* [TO DO]: If a line in the entries below holds the string "captures", copy it.
:: SOURCE INFORMATION
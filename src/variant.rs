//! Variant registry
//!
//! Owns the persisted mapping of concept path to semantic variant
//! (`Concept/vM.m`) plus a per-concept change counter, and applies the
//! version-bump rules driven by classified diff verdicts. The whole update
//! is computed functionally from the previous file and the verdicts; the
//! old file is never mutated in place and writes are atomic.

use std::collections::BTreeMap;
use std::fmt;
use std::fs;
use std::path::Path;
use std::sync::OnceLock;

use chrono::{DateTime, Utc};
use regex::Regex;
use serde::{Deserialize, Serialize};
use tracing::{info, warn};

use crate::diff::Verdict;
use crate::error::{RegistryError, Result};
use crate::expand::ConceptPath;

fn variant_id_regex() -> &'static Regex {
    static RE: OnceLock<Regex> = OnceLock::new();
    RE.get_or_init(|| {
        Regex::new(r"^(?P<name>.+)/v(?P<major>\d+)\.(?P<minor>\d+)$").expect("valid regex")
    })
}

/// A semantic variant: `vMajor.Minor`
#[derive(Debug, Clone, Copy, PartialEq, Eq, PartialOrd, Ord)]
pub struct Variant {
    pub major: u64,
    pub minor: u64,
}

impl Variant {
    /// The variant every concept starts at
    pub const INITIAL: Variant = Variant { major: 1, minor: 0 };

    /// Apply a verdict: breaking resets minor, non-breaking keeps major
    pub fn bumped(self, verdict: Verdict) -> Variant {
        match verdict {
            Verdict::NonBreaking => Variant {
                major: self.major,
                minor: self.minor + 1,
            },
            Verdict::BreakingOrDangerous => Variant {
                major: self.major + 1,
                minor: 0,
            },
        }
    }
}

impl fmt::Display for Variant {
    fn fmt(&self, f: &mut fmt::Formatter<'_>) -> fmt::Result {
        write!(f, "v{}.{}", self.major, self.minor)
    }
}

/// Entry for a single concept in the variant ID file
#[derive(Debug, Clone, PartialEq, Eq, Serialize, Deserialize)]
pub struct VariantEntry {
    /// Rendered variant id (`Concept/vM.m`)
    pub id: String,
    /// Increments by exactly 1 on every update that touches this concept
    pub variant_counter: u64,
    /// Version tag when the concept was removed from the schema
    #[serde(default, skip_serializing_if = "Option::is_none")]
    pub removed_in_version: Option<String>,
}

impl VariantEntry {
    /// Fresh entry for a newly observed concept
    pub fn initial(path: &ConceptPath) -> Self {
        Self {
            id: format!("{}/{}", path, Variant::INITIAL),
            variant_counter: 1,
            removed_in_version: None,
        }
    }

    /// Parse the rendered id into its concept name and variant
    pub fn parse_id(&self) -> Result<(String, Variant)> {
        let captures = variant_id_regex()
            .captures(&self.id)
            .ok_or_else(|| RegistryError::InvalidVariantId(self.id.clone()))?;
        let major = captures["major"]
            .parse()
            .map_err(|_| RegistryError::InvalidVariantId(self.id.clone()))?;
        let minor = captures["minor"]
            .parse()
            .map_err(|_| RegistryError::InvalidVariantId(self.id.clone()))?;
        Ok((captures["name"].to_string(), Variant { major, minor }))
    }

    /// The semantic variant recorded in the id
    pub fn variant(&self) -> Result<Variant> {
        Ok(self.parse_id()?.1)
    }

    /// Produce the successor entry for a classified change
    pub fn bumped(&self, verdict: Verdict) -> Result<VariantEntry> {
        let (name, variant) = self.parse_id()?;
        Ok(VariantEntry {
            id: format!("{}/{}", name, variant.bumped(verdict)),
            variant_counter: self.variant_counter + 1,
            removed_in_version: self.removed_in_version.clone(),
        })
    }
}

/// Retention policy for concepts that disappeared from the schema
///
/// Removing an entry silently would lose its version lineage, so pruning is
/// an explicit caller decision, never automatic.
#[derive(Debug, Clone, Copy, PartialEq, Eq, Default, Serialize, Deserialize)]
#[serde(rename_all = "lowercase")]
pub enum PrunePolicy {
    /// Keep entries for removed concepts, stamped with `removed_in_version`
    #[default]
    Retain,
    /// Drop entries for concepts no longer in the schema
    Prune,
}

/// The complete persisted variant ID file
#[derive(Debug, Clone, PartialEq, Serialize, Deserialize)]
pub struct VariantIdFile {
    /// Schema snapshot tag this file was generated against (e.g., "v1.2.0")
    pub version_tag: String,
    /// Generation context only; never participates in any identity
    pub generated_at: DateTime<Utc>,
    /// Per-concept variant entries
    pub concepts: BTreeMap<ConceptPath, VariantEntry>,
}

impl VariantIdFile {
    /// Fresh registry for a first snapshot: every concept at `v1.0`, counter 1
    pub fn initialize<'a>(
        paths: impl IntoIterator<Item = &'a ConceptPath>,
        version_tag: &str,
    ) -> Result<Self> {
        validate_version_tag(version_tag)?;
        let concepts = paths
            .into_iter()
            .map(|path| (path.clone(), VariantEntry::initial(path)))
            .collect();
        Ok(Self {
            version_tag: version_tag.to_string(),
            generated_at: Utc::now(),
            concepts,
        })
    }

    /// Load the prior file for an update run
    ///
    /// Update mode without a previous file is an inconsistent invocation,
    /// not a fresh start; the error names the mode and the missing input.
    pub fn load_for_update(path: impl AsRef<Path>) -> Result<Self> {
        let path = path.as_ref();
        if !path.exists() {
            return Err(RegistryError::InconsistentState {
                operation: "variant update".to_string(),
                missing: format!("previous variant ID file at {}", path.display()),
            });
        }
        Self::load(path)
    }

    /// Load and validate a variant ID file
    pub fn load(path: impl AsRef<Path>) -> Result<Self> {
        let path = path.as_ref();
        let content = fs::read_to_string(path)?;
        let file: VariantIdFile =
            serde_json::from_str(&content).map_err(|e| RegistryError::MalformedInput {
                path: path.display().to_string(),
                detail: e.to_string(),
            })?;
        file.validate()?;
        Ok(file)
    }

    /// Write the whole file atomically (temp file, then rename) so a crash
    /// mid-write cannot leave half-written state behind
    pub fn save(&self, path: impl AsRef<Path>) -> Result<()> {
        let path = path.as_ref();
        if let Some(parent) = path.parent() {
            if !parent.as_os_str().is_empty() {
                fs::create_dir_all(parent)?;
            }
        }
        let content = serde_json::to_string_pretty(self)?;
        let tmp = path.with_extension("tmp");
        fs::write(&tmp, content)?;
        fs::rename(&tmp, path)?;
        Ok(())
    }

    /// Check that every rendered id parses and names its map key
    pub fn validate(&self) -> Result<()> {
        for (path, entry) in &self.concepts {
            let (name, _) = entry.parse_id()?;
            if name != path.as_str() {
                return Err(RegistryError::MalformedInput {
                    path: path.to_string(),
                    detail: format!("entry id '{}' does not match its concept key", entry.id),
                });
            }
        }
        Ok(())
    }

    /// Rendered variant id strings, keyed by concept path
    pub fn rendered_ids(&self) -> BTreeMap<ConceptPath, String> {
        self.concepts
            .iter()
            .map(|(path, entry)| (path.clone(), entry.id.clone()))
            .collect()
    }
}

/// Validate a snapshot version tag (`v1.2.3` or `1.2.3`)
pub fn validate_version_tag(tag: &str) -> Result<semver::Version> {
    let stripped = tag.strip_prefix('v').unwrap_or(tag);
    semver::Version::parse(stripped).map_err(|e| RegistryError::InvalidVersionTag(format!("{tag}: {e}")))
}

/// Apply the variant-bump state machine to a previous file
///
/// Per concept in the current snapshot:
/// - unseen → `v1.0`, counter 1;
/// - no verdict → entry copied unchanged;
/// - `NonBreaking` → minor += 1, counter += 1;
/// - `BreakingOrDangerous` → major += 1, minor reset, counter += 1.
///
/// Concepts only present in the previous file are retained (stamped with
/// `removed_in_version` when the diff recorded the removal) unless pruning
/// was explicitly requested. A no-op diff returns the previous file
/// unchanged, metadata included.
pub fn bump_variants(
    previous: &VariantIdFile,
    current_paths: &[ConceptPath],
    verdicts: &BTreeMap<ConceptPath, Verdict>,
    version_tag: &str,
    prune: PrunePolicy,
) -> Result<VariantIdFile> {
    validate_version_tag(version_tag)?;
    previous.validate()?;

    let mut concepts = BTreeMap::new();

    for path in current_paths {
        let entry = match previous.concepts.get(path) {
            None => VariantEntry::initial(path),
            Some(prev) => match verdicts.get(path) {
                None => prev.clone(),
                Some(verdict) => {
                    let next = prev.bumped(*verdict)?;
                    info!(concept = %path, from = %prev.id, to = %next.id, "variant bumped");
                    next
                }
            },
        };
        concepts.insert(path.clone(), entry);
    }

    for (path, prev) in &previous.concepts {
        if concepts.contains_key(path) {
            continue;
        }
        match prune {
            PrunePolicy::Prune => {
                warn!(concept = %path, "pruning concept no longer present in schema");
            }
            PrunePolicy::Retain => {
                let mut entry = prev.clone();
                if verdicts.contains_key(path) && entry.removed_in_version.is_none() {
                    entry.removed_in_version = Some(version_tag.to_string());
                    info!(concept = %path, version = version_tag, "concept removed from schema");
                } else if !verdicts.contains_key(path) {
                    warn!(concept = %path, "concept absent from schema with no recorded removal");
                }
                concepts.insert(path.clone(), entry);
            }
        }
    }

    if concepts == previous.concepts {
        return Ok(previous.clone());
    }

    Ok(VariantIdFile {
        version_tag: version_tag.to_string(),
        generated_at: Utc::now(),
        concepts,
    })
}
::::
* [TASK SOLUTION]:
        let captures = variant_id_regex()
            .captures(&self.id)
        let major = captures["major"]
        let minor = captures["minor"]
        Ok((captures["name"].to_string(), Variant { major, minor }))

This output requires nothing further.